La distance comme facteur géographique : Certains apprenants n’ont pas la possibilité de se déplacer pour diverses raisons (parce qu’ils sont malades, en prison, en voyage ou simplement par qu’ils sont dans un lieu où l’accès est difficile), d’investir du temps pour suivre des cours en présentiel, parce qu’ils travaillent. Remarquons que cette distance loin d’être un handicap peut être considérée comme une chance : c’est ce que pensent, par exemple les responsables d’entreprises des pays de l’Europe centrale et orientale qui préfèrent ne pas envoyer leur personnel en stage à l’étranger pour éviter la fuite des cerveaux. La formation à distance leur permet d’accéder aux cours depuis leur domicile ou leur lieu de travail, sans forcément l’obliger à se déplacer. Par ailleurs, l’enseignement à distance peut contribuer à une formation de masse et un accroissement rapide des apprenants, dans la mesure où les formations mises en place peuvent être exportées dans d’autres régions, d’autres pays africains. Selon cette optique, la formation à distance dispose d’un effet multiplicateur. Si les programmes dispensés à distance sont concluants au niveau d’un pays, des accords peuvent être passés avec la sous-région Afrique de l’Ouest pour l’octroi d’un accès à ces formations.

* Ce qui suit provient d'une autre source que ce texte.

//! Host callback routing
//!
//! Browser callbacks can fire while the runtime is already borrowed
//! (ScrollTrigger reports synchronously on create and refresh, and a page
//! script may call `destroy` from inside one). Deliveries are queued and fed
//! in order by whoever next finds the runtime free. Once the runtime is torn
//! down or dropped, everything still queued is discarded.

use std::cell::RefCell;
use std::collections::VecDeque;
use std::rc::{Rc, Weak};

use super::{CallbackHandle, InputEvent};
use crate::lifecycle::EffectsRuntime;

/// Something the host handed us for the runtime
#[derive(Debug, Clone, Copy, PartialEq)]
pub enum Delivery {
    Frame(CallbackHandle, f64),
    Timer(CallbackHandle),
    Input(InputEvent),
    /// Release everything and stop routing
    Teardown,
}

/// Routes host callbacks into the runtime
#[derive(Default)]
pub struct Bridge {
    runtime: RefCell<Weak<RefCell<EffectsRuntime>>>,
    backlog: RefCell<VecDeque<Delivery>>,
}

impl Bridge {
    pub fn new() -> Rc<Self> {
        Rc::new(Self::default())
    }

    pub fn attach(&self, runtime: &Rc<RefCell<EffectsRuntime>>) {
        *self.runtime.borrow_mut() = Rc::downgrade(runtime);
    }

    pub fn is_attached(&self) -> bool {
        self.runtime.borrow().strong_count() > 0
    }

    pub fn queued(&self) -> usize {
        self.backlog.borrow().len()
    }

    pub fn deliver(&self, delivery: Delivery) {
        self.backlog.borrow_mut().push_back(delivery);
        self.drain();
    }

    /// Feed queued deliveries to the runtime if it is free
    pub fn drain(&self) {
        let Some(runtime) = self.runtime.borrow().upgrade() else {
            self.backlog.borrow_mut().clear();
            return;
        };
        // Busy: whoever holds the borrow drains when done
        let Ok(mut runtime) = runtime.try_borrow_mut() else {
            return;
        };

        loop {
            let next = self.backlog.borrow_mut().pop_front();
            let Some(delivery) = next else {
                break;
            };
            match delivery {
                Delivery::Frame(handle, time) => {
                    runtime.on_frame(handle, time);
                }
                Delivery::Timer(handle) => {
                    runtime.on_timer(handle);
                }
                Delivery::Input(event) => {
                    runtime.dispatch(event);
                }
                Delivery::Teardown => {
                    runtime.teardown();
                    *self.runtime.borrow_mut() = Weak::new();
                    self.backlog.borrow_mut().clear();
                    break;
                }
            }
        }
    }
}

#[cfg(test)]
mod tests {
    use super::*;
    use crate::fx::Viewport;
    use crate::lifecycle::{Collaborators, RuntimePhase};
    use crate::platform::ManualHost;
    use crate::renderer::RecordingView;
    use crate::settings::EffectsConfig;

    fn mounted() -> (Rc<RefCell<EffectsRuntime>>, Rc<Bridge>, ManualHost) {
        let host = ManualHost::new();
        let mut config = EffectsConfig::default();
        config.particles.pool_size = Some(4);
        let collaborators = Collaborators::manual(&host, None, Box::new(RecordingView::new()));
        let runtime = Rc::new(RefCell::new(EffectsRuntime::new(
            config,
            Viewport::new(800.0, 600.0),
            collaborators,
            3,
        )));
        let bridge = Bridge::new();
        bridge.attach(&runtime);
        runtime.borrow_mut().activate();
        (runtime, bridge, host)
    }

    #[test]
    fn test_frames_reach_a_free_runtime() {
        let (runtime, bridge, host) = mounted();
        let frame = host.take_frames()[0];
        bridge.deliver(Delivery::Frame(frame, 16.0));
        assert_eq!(runtime.borrow().frames_rendered(), 1);
        assert_eq!(bridge.queued(), 0);
    }

    #[test]
    fn test_teardown_while_busy_runs_once_free() {
        let (runtime, bridge, host) = mounted();

        {
            let _busy = runtime.borrow_mut();
            bridge.deliver(Delivery::Teardown);
            assert_eq!(bridge.queued(), 1);
        }
        assert_eq!(runtime.borrow().phase(), RuntimePhase::Active);

        bridge.drain();
        assert_eq!(runtime.borrow().phase(), RuntimePhase::TornDown);
        assert!(host.is_idle());
        assert!(!bridge.is_attached());
    }

    #[test]
    fn test_deliveries_after_teardown_are_dropped() {
        let (runtime, bridge, host) = mounted();
        let frame = host.take_frames()[0];

        {
            let _busy = runtime.borrow_mut();
            bridge.deliver(Delivery::Teardown);
            bridge.deliver(Delivery::Frame(frame, 16.0));
        }
        bridge.drain();

        assert_eq!(runtime.borrow().frames_rendered(), 0);
        bridge.deliver(Delivery::Frame(frame, 32.0));
        assert_eq!(bridge.queued(), 0);
        assert_eq!(runtime.borrow().frames_rendered(), 0);
    }

    #[test]
    fn test_dropped_runtime_clears_backlog() {
        let (runtime, bridge, _host) = mounted();
        drop(runtime);
        bridge.deliver(Delivery::Input(InputEvent::LayoutChanged));
        assert_eq!(bridge.queued(), 0);
    }
}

Les apprenants ont, dès lors, la possibilité de se former tout en restant dans leur pays. Cette opportunité conférée par l’enseignement à distance conduirait peu à peu à un déploiement régional de ces formations et permettrait à un plus grand nombre de personnes d’avoir accès à un cursus de qualité.
Quelles mesures politiques, institutionnelles et pédagogiques ?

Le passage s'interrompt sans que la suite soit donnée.